RUSELL: treinta y dos años; asistente social (recibió un perdón del gobernador), diseña programas comunitarios para delincuentes juveniles

3ª parte

  Su madre estaba trabajando, gracias a Dios, cuando los muchachos me dejaron en la acera de su casa. Mónica salió sonriendo, tan contenta de verme a pesar de que no había oído de mí desde que yo había llegado a la ciudad. Recuerdo que aquel día tuvimos otra de nuestras grandes caminatas en cuanto se me pasó un poco la borrachera.
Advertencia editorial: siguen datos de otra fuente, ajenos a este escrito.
impl UpdatePolicy {
    /// Create a policy with the given options
    pub fn new(options: Options) -> Self {
        Self { options }
    }

    /// The options this policy compares with
    pub fn options(&self) -> &Options {
        &self.options
    }

    /// Check whether a view must re-render
    ///
    /// `None` state means the component keeps no local state.
    pub fn should_update(
        &self,
        prev_props: &PropertySet,
        next_props: &PropertySet,
        prev_state: Option<&Value>,
        next_state: Option<&Value>,
    ) -> bool {
        self.decide(prev_props, next_props, prev_state, next_state)
            .should_update()
    }

    /// Like [`should_update`](Self::should_update), reporting the decision to `tracer`
    pub fn should_update_traced(
        &self,
        tracer: &Tracer,
        component: &str,
        prev_props: &PropertySet,
        next_props: &PropertySet,
        prev_state: Option<&Value>,
        next_state: Option<&Value>,
    ) -> bool {
        let decision = self.decide(prev_props, next_props, prev_state, next_state);
        tracer.decision(component, &decision);
        decision.should_update()
    }

    /// Decide whether a view must re-render and record why
    pub fn decide(
        &self,
        prev_props: &PropertySet,
        next_props: &PropertySet,
        prev_state: Option<&Value>,
        next_state: Option<&Value>,
    ) -> Decision {
        if std::ptr::eq(prev_props, next_props) && same_state_ref(prev_state, next_state) {
            return Decision::Skip(SkipReason::SameInput);
        }

        let options = &self.options;

        let mut one_sided: Vec<String> = self
            .visible(prev_props)
            .filter(|(key, _)| self.lookup(next_props, key).is_none())
            .map(|(key, _)| key.clone())
            .collect();
        one_sided.extend(
            self.visible(next_props)
                .filter(|(key, _)| self.lookup(prev_props, key).is_none())
                .map(|(key, _)| key.clone()),
        );
        if !one_sided.is_empty() {
            return Decision::update(one_sided, Reason::KeysChanged);
        }

        for (key, prev) in self.visible(prev_props) {
            let Some(next) = self.lookup(next_props, key) else {
                continue;
            };
            if !options.is_equal_props(prev, next) {
                return Decision::update(vec![key.clone()], Reason::for_values(prev, next, options));
            }
        }

        if !options.is_equal_state(prev_state, next_state) {
            return Decision::update(Vec::new(), Reason::StateChanged);
        }

        Decision::Skip(SkipReason::Equal)
    }

    /// Properties that take part in the comparison
    fn visible<'a>(
        &'a self,
        props: &'a PropertySet,
    ) -> impl Iterator<Item = (&'a String, &'a Value)> + 'a {
        props
            .iter()
            .filter(move |(key, value)| !self.options.is_ignorable(key, value))
    }

    fn lookup<'a>(&self, props: &'a PropertySet, key: &str) -> Option<&'a Value> {
        props
            .get(key)
            .filter(|value| !self.options.is_ignorable(key, value))
    }
}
Yo no tenía dinero para llevarla a ninguna parte, y tampoco tenía auto, pero eso nunca pareció importarle.

Durante mucho tiempo, Mónica me vio como alguien que no podía hacer ningún daño. Por varios años estuve en prisión varias veces, y aun así se casó conmigo y me fue leal. Su padre había abandonado a la familia cuando ella era muy pequeña. Su madre había quedado muy resentida por eso y yo no le caía bien. En realidad, fue por eso que Mónica y yo nos casamos. Una vez que me habían arrestado por falsificación de cheques, cuando salí bajo fianza su madre no la dejó verme. Entonces huimos y nos casamos. Mónica tenía dieciocho años. Vivimos en un hotel hasta mi sentencia. Ella tenía un empleo como mesera, pero renunció para poder ir a la corte todos los días durante el juicio. Entonces, por supuesto, fui a prisión y Mónica volvió con su madre. Peleaban tanto que Mónica se marchó y se mudó a la ciudad más cercana a la prisión, donde volvió a trabajar como mesera. Era una ciudad universitaria y yo siempre esperaba que ella volviera a estudiar; realmente le gustaba eso y le iba muy bien. Pero ella decía que no quería, que sólo quería esperarme. Nos escribíamos y ella venía a visitarme siempre que se lo permitían. Hablaba mucho sobre mí con el capellán de la cárcel y siempre le pedía que hablara conmigo y me ayudara, hasta que finalmente le pedí que no lo hiciera más. Yo odiaba hablar con ese tipo. No podía relacionarme.